International Trade Secretary Liam Fox has come under fire for failing to make an official trip to Britain's biggest global trading partner - the European Union.
Dr Fox is yet to make an overseas trip to see his counterparts in the EU, despite the bloc accounting for 44% of Britain's exports and with British businesses desperate to know what a post-Brexit trading relationship will look like.
He has instead opted for trips to the likes of Bahrain, Qatar and the United Arab Emirates, as well as India and the US.
The movements of the pro-Brexit campaigner can be revealed following a Freedom of Information request by the Press Association.
Liberal Democrat leader Tim Farron accused him of "achieving nothing", and urged Dr Fox to work with European governments to secure a good deal.
"It's abundantly clear he's flying around the globe yet achieving nothing. Fox should be working with European governments and fighting for a good Brexit deal for Britain," he said.
"If he's not willing to do that there is really no point in his department at all."
Britain's exports to the EU were valued at £223.3 billion last year, according to the Office for National Statistics, while imports from the EU reached £291.1 billion.
Dr Fox's first trip was to the United States in July, the same month he returned to the Cabinet in a reshuffle.
In August and September, he flew to India and the Middle East respectively to meet senior politicians and business leaders to emphasise that "Britain remains open for business".
He also made a trip to Geneva, Switzerland, at the end of September to deliver a speech on trade at the World Trade Organisation's annual public forum.
Dr Fox's last trip was to India, where he accompanied Theresa May on her first trade mission as Prime Minister.
The FOI covers the period between Dr Fox's appointment on July 13 and October 11.
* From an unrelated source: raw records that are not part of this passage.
//! Agent service implementation
//! 
//! The agent sidecar owns wallets, provisioning and the connection
//! protocol. This module defines the narrow collaborator interface the
//! dialogs use and a reqwest client for the sidecar's JSON API.

use std::time::Duration;
use async_trait::async_trait;
use reqwest::{Client, RequestBuilder, StatusCode};
use serde::{de::DeserializeOwned, Deserialize, Serialize};
use tracing::debug;

use crate::config::AgentConfig;
use crate::events::Event;
use crate::models::{
    AgentContext, ConnectionInvitationMessage, ConnectionRecord, InviteConfiguration,
    ProvisioningConfiguration, ProvisioningRecord,
};
use crate::utils::errors::{AgentBuddyError, AgentError, AgentResult, Result};
use crate::utils::logging::log_api_error;

/// Invitation plus the connection record tracking it
#[derive(Debug, Clone, PartialEq, Serialize, Deserialize)]
pub struct CreatedInvitation {
    pub invitation: ConnectionInvitationMessage,
    pub connection: ConnectionRecord,
}

/// A page of agent events after a cursor
#[derive(Debug, Clone, Default, PartialEq, Serialize, Deserialize)]
pub struct EventBatch {
    #[serde(default)]
    pub events: Vec<Event>,
    pub cursor: u64,
}

/// Operations the bot needs from the agent
#[async_trait]
pub trait AgentService: Send + Sync {
    /// Resolve an agent handle; fails when the agent no longer exists
    async fn resolve_context(&self, agent_id: &str) -> AgentResult<AgentContext>;

    async fn provision_agent(&self, config: &ProvisioningConfiguration) -> AgentResult<ProvisioningRecord>;

    async fn get_provisioning(&self, context: &AgentContext) -> AgentResult<ProvisioningRecord>;

    async fn create_invitation(&self, context: &AgentContext, config: &InviteConfiguration) -> AgentResult<CreatedInvitation>;

    /// Send a connection request for `invitation`
    async fn accept_invitation(
        &self,
        context: &AgentContext,
        invitation: &ConnectionInvitationMessage,
    ) -> AgentResult<ConnectionRecord>;

    async fn get_connection(&self, context: &AgentContext, connection_id: &str) -> AgentResult<ConnectionRecord>;

    /// Events observed by the agent after `cursor`
    async fn poll_events(&self, cursor: u64) -> AgentResult<EventBatch>;

    async fn health_check(&self) -> AgentResult<bool>;
}

/// HTTP client for the agent sidecar
#[derive(Debug, Clone)]
pub struct HttpAgentService {
    client: Client,
    base_url: String,
}

impl HttpAgentService {
    /// Create a new HttpAgentService instance
    pub fn new(config: &AgentConfig) -> Result<Self> {
        let client = Client::builder()
            .timeout(Duration::from_secs(config.timeout_seconds))
            .user_agent(concat!("AgentBuddy-Bot/", env!("CARGO_PKG_VERSION")))
            .build()
            .map_err(AgentBuddyError::Http)?;

        Ok(Self {
            client,
            base_url: config.api_url.trim_end_matches('/').to_string(),
        })
    }

    fn url(&self, path: &str) -> String {
        format!("{}{}", self.base_url, path)
    }

    async fn execute<T: DeserializeOwned>(
        &self,
        api: &str,
        request: RequestBuilder,
        not_found: impl FnOnce() -> AgentError,
    ) -> AgentResult<T> {
        let response = request.send().await.map_err(|e| {
            log_api_error("agent", &e.to_string(), Some(api));
            if e.is_timeout() {
                AgentError::Timeout
            } else if e.is_connect() {
                AgentError::ServiceUnavailable
            } else {
                AgentError::RequestFailed(e.to_string())
            }
        })?;

        let status = response.status();
        if status == StatusCode::NOT_FOUND {
            return Err(not_found());
        }
        if status == StatusCode::SERVICE_UNAVAILABLE {
            return Err(AgentError::ServiceUnavailable);
        }
        if !status.is_success() {
            let error_text = response.text().await.unwrap_or_default();
            log_api_error("agent", &format!("HTTP {}", status), Some(api));
            return Err(AgentError::RequestFailed(format!("HTTP {}: {}", status, error_text)));
        }

        response
            .json::<T>()
            .await
            .map_err(|e| AgentError::InvalidResponse(e.to_string()))
    }
}

#[async_trait]
impl AgentService for HttpAgentService {
    async fn resolve_context(&self, agent_id: &str) -> AgentResult<AgentContext> {
        debug!(agent_id = agent_id, "Resolving agent context");
        let request = self.client.get(self.url(&format!("/agents/{}", agent_id)));
        self.execute("resolve_context", request, || AgentError::AgentNotFound(agent_id.to_string()))
            .await
    }

    async fn provision_agent(&self, config: &ProvisioningConfiguration) -> AgentResult<ProvisioningRecord> {
        debug!(agent_id = %config.agent_id, owner = %config.owner_name, "Provisioning agent");
        let request = self.client.post(self.url("/agents")).json(config);
        self.execute("provision_agent", request, || {
            AgentError::RequestFailed("provisioning endpoint not found".to_string())
        })
        .await
    }

    async fn get_provisioning(&self, context: &AgentContext) -> AgentResult<ProvisioningRecord> {
        let request = self
            .client
            .get(self.url(&format!("/agents/{}/provisioning", context.agent_id)));
        self.execute("get_provisioning", request, || AgentError::AgentNotFound(context.agent_id.clone()))
            .await
    }

    async fn create_invitation(&self, context: &AgentContext, config: &InviteConfiguration) -> AgentResult<CreatedInvitation> {
        let request = self
            .client
            .post(self.url(&format!("/agents/{}/invitations", context.agent_id)))
            .json(config);
        self.execute("create_invitation", request, || AgentError::AgentNotFound(context.agent_id.clone()))
            .await
    }

    async fn accept_invitation(
        &self,
        context: &AgentContext,
        invitation: &ConnectionInvitationMessage,
    ) -> AgentResult<ConnectionRecord> {
        let request = self
            .client
            .post(self.url(&format!("/agents/{}/connections", context.agent_id)))
            .json(invitation);
        self.execute("accept_invitation", request, || AgentError::AgentNotFound(context.agent_id.clone()))
            .await
    }

    async fn get_connection(&self, context: &AgentContext, connection_id: &str) -> AgentResult<ConnectionRecord> {
        let request = self.client.get(self.url(&format!(
            "/agents/{}/connections/{}",
            context.agent_id, connection_id
        )));
        self.execute("get_connection", request, || AgentError::ConnectionNotFound(connection_id.to_string()))
            .await
    }

    async fn poll_events(&self, cursor: u64) -> AgentResult<EventBatch> {
        let request = self
            .client
            .get(self.url("/events"))
            .query(&[("after", cursor)]);
        self.execute("poll_events", request, || {
            AgentError::RequestFailed("event feed not found".to_string())
        })
        .await
    }

    async fn health_check(&self) -> AgentResult<bool> {
        match self.client.get(self.url("/health")).send().await {
            Ok(response) => Ok(response.status().is_success()),
            Err(e) if e.is_connect() || e.is_timeout() => Ok(false),
            Err(e) => Err(AgentError::RequestFailed(e.to_string())),
        }
    }
}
Allie Renison, head of EU and trade policy at the Institute of Directors, said she would expect Dr Fox to give priority to non-EU markets in his initial overseas trips, as he prepares the groundwork for the UK's post-EU trade policy.
However, she added: "While responsibility for Brexit negotiations is split across Whitehall, it would be encouraging to see Liam Fox meet with EU ministers as well, given it will continue to be the largest market for British exporters for some time."
According to the Parliamentary Register of Members' Financial Interests, Dr Fox did make a trip to Porto, Portugal, on September 30 to deliver a speech on free trade at the European Young Conservatives Freedom Summit.
The £1,193.24 hotel and travel costs for Dr Fox and his staff member were paid for by the Alliance of European Conservatives and Reformists.
Dr Fox's personal spokesman said: "Dr Fox delivered a keynote speech on free trade in Portugal in September.
"Dr Fox and his ministerial team have and will continue to visit EU countries and global destinations."
It is understood that while the former GP has not made an official EU trip himself, he has sent a number of his ministerial team to the continent.
Dr Fox was criticised by captains of industry in September when he accused British businessmen of being fat and lazy and preferring to play golf on a Friday afternoon rather than seeking new export opportunities.
The Government refused to disclose his travel costs as part of the FOI request, saying that it would publish the full details on its website at a later date.